My end game for us was always a happy, blissful life together. All I wanted was for us to come back together so we could start a family and be the couple that beat the odds. Imagine looking back in 50 years and being able to see "wow, we did it"!

I just hope that one day you are happy. I hope you can find your own happiness and I hope he can give you happiness too. That is my gift of love to you - to be happy. I just want you to be happy. If you choose to be happy with him, or even alone, I will not be an obstacle in your way.

I love you, and I wish we were still each others person."


----------



## Chris989 (Jul 3, 2012)

You gained this relationship by cheating.

She is now cheating.

You aren't married.

Your reaction to all of this is not a little ironic.


----------



## Pit-of-my-stomach (Nov 2, 2010)

I know it doesn't feel that way now but you have no idea how lucky you really are... No Kids?, Mortgage?, Duel Assets?










It coulda been MUCH worse.

just sayin.

lol.


----------



## LostViking (Mar 26, 2013)

The letter is drippy. Don't send it.
_Posted via Mobile Device_


----------



## ThePheonix (Jan 3, 2013)

waytooforgiving said:


> while i know what you say (or rather have said), and what all others are posting is true, i just can't seem to shake it... i hope doing so comes sooner than later!
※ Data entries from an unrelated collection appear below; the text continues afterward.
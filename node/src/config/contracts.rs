use std::str::FromStr;

use alloy_primitives::Address;
use anyhow::{Context, Result};

use crate::models::Service;

/// Coordinator contracts the listeners watch, per service.
#[derive(Clone, Debug, Default)]
pub struct ContractsConfig {
    pub vrf_coordinators: Vec<String>,
    pub request_response_coordinators: Vec<String>,
}

impl ContractsConfig {
    pub fn from_vars(get: impl Fn(&str) -> Option<String>) -> Self {
        let split = |name: &str| -> Vec<String> {
            get(name)
                .unwrap_or_default()
                .split(',')
                .map(|s| s.trim().to_string())
                .collect()
        };
        Self {
            vrf_coordinators: split("VRF_COORDINATOR_ADDRESSES"),
            request_response_coordinators: split("REQUEST_RESPONSE_COORDINATOR_ADDRESSES"),
        }
    }

    /// Parsed, non-empty addresses for `service`.
    pub fn monitored_addresses(&self, service: Service) -> Result<Vec<Address>> {
        let raw = match service {
            Service::Vrf => &self.vrf_coordinators,
            Service::RequestResponse => &self.request_response_coordinators,
            Service::DataFeed => return Ok(Vec::new()),
        };

        raw.iter()
            .filter(|addr| !addr.trim().is_empty())
            .map(|addr| {
                Address::from_str(addr.trim())
                    .with_context(|| format!("invalid {service} coordinator address `{addr}`"))
            })
            .collect()
    }
}

#[cfg(test)]
mod tests {
    use super::*;
    use std::collections::HashMap;

    #[test]
    fn empty_entries_are_ignored() {
        let vars: HashMap<&str, &str> = HashMap::from([(
            "VRF_COORDINATOR_ADDRESSES",
            "0x5FbDB2315678afecb367f032d93F642f64180aa3, ,",
        )]);
        let config = ContractsConfig::from_vars(|k| vars.get(k).map(|v| v.to_string()));

        assert_eq!(config.monitored_addresses(Service::Vrf).unwrap().len(), 1);
        assert!(config
            .monitored_addresses(Service::RequestResponse)
            .unwrap()
            .is_empty());
    }

    #[test]
    fn malformed_addresses_are_reported() {
        let config = ContractsConfig {
            vrf_coordinators: vec!["0x1234".to_string()],
            request_response_coordinators: Vec::new(),
        };
        assert!(config.monitored_addresses(Service::Vrf).is_err());
    }
}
There are two things I've discovered over the years. One, it doesn't matter how much you love her, want the relationship to work, need her, etc. If she doesn't feel the same way, you're going nowhere with it.
Two, relationships are like investments. Some pay off, some don't. And when they don't you not only lose the "income", you also lose what you've put into it. And it doesn't go down very well. Like my grandpaw would say, "Ainsi va la vie" my man.


----------



## treyvion (Apr 29, 2013)

waytooforgiving said:


> i think i am feeling ok for a moment about my decision to not R. but then i read the marriagebuilders website which states that i should've been taking care of her needs and figuring out what wasn't being met that caused her to go wayward.
> 
> after reading that i feel like i need to reach out to her and do everything i can to make her happy.
> 
> does anyone else believe in that approach?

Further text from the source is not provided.